*** Begin section ***

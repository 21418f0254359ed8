use anyhow::Context;
use axum::{
    Json,
    extract::{Path, State},
    http::StatusCode,
    response::IntoResponse,
};
use chrono::Utc;
use futures::TryStreamExt;
use mongodb::bson::{doc, oid::ObjectId};
use serde::Deserialize;
use serde_json::json;
use utoipa::ToSchema;
use utoipa_axum::router::OpenApiRouter;

use crate::{
    app_error::{AppError, StdResponse},
    app_state::AppState,
    models::CartItemDoc,
};

/// Defines the cart routes.
pub fn routes_with_openapi() -> OpenApiRouter<AppState> {
    utoipa_axum::router::OpenApiRouter::new().nest(
        "/cart",
        OpenApiRouter::new()
            .routes(utoipa_axum::routes!(add_to_cart))
            .routes(utoipa_axum::routes!(get_cart_items))
            .routes(utoipa_axum::routes!(remove_cart_item)),
    )
}

#[derive(Deserialize, ToSchema)]
#[serde(rename_all = "camelCase")]
pub struct AddToCartReq {
    pub buyer_email: String,
    pub medicine_id: Option<String>,
    pub medicine_name: String,
    pub seller_email: Option<String>,
    pub quantity: Option<i64>,
    pub unit_price: Option<f64>,
}

/// Append one item to a buyer's cart.
#[utoipa::path(
    post,
    path = "/",
    tags = ["Cart"],
    request_body = AddToCartReq,
    responses(
        (status = 201, description = "Item added to cart"),
        (status = 400, description = "Missing required fields")
    )
)]
async fn add_to_cart(
    State(state): State<AppState>,
    Json(body): Json<AddToCartReq>,
) -> Result<impl IntoResponse, AppError> {
    if body.buyer_email.trim().is_empty() || body.medicine_name.trim().is_empty() {
        return Err(AppError::BadRequest(
            "buyerEmail and medicineName are required".into(),
        ));
    }

    let item = CartItemDoc {
        id: None,
        buyer_email: body.buyer_email,
        medicine_id: body.medicine_id,
        medicine_name: body.medicine_name,
        seller_email: body.seller_email,
        quantity: body.quantity.unwrap_or(1).max(1),
        unit_price: body.unit_price.unwrap_or(0.0),
        created_at: Utc::now(),
    };

    let result = state
        .carts()
        .insert_one(&item)
        .await
        .context("Failed to add cart item")?;

    Ok((
        StatusCode::CREATED,
        Json(json!({ "insertedId": result.inserted_id })),
    ))
}

/// Fetch a buyer's cart items, newest first.
#[utoipa::path(
    get,
    path = "/user/{email}",
    tags = ["Cart"],
    params(
        ("email" = String, Path, description = "Buyer email")
    ),
    responses(
        (status = 200, description = "The buyer's cart items", body = Vec<CartItemDoc>)
    )
)]
async fn get_cart_items(
    Path(email): Path<String>,
    State(state): State<AppState>,
) -> Result<impl IntoResponse, AppError> {
    let items: Vec<CartItemDoc> = state
        .carts()
        .find(doc! { "buyerEmail": &email })
        .sort(doc! { "createdAt": -1 })
        .await
        .context("Failed to get cart items")?
        .try_collect()
        .await
        .context("Failed to drain cart cursor")?;

    Ok(Json(items))
}

/// Remove one item from a cart.
#[utoipa::path(
    delete,
    path = "/{id}",
    tags = ["Cart"],
    params(
        ("id" = String, Path, description = "Id of the cart item to remove")
    ),
    responses(
        (status = 200, description = "Item removed", body = StdResponse<String, String>),
        (status = 404, description = "Unknown id")
    )
)]
async fn remove_cart_item(
    Path(id): Path<String>,
    State(state): State<AppState>,
) -> Result<impl IntoResponse, AppError> {
    let oid = ObjectId::parse_str(&id)
        .map_err(|_| AppError::BadRequest("Invalid cart item id".into()))?;

    let result = state
        .carts()
        .delete_one(doc! { "_id": oid })
        .await
        .context("Failed to remove cart item")?;

    if result.deleted_count == 0 {
        return Err(AppError::NotFound);
    }

    Ok(StdResponse {
        data: None::<String>,
        message: Some("Cart item removed"),
    })
}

*** End section ***

**PROBLEM TO WORK ON**
Output each record exactly, leaving nothing out.

**EXERCISE OUTPUT**
repository 21418f0254359ed8
use anyhow::Context;
use axum::{
    Json,
    extract::{Path, State},
    http::StatusCode,
    response::IntoResponse,
};
use chrono::Utc;
use futures::TryStreamExt;
use mongodb::bson::{doc, oid::ObjectId};
use serde::Deserialize;
use serde_json::json;
use utoipa::ToSchema;
use utoipa_axum::router::OpenApiRouter;

use crate::{
    app_error::{AppError, StdResponse},
    app_state::AppState,
    models::CartItemDoc,
};

/// Defines the cart routes.
pub fn routes_with_openapi() -> OpenApiRouter<AppState> {
    utoipa_axum::router::OpenApiRouter::new().nest(
        "/cart",
        OpenApiRouter::new()
            .routes(utoipa_axum::routes!(add_to_cart))
            .routes(utoipa_axum::routes!(get_cart_items))
            .routes(utoipa_axum::routes!(remove_cart_item)),
    )
}

#[derive(Deserialize, ToSchema)]
#[serde(rename_all = "camelCase")]
pub struct AddToCartReq {
    pub buyer_email: String,
    pub medicine_id: Option<String>,
    pub medicine_name: String,
    pub seller_email: Option<String>,
    pub quantity: Option<i64>,
    pub unit_price: Option<f64>,
}

/// Append one item to a buyer's cart.
#[utoipa::path(
    post,
    path = "/",
    tags = ["Cart"],
    request_body = AddToCartReq,
    responses(
        (status = 201, description = "Item added to cart"),
        (status = 400, description = "Missing required fields")
    )
)]
async fn add_to_cart(
    State(state): State<AppState>,
    Json(body): Json<AddToCartReq>,
) -> Result<impl IntoResponse, AppError> {
    if body.buyer_email.trim().is_empty() || body.medicine_name.trim().is_empty() {
        return Err(AppError::BadRequest(
            "buyerEmail and medicineName are required".into(),
        ));
    }

    let item = CartItemDoc {
        id: None,
        buyer_email: body.buyer_email,
        medicine_id: body.medicine_id,
        medicine_name: body.medicine_name,
        seller_email: body.seller_email,
        quantity: body.quantity.unwrap_or(1).max(1),
        unit_price: body.unit_price.unwrap_or(0.0),
        created_at: Utc::now(),
    };

    let result = state
        .carts()
        .insert_one(&item)
        .await
        .context("Failed to add cart item")?;

    Ok((
        StatusCode::CREATED,
        Json(json!({ "insertedId": result.inserted_id })),
    ))
}

/// Fetch a buyer's cart items, newest first.
#[utoipa::path(
    get,
    path = "/user/{email}",
    tags = ["Cart"],
    params(
        ("email" = String, Path, description = "Buyer email")
    ),
    responses(
        (status = 200, description = "The buyer's cart items", body = Vec<CartItemDoc>)
    )
)]
async fn get_cart_items(
    Path(email): Path<String>,
    State(state): State<AppState>,
) -> Result<impl IntoResponse, AppError> {
    let items: Vec<CartItemDoc> = state
        .carts()
        .find(doc! { "buyerEmail": &email })
        .sort(doc! { "createdAt": -1 })
        .await
        .context("Failed to get cart items")?
        .try_collect()
        .await
        .context("Failed to drain cart cursor")?;

    Ok(Json(items))
}

/// Remove one item from a cart.
#[utoipa::path(
    delete,
    path = "/{id}",
    tags = ["Cart"],
    params(
        ("id" = String, Path, description = "Id of the cart item to remove")
    ),
    responses(
        (status = 200, description = "Item removed", body = StdResponse<String, String>),
        (status = 404, description = "Unknown id")
    )
)]
async fn remove_cart_item(
    Path(id): Path<String>,
    State(state): State<AppState>,
) -> Result<impl IntoResponse, AppError> {
    let oid = ObjectId::parse_str(&id)
        .map_err(|_| AppError::BadRequest("Invalid cart item id".into()))?;

    let result = state
        .carts()
        .delete_one(doc! { "_id": oid })
        .await
        .context("Failed to remove cart item")?;

    if result.deleted_count == 0 {
        return Err(AppError::NotFound);
    }

    Ok(StdResponse {
        data: None::<String>,
        message: Some("Cart item removed"),
    })
}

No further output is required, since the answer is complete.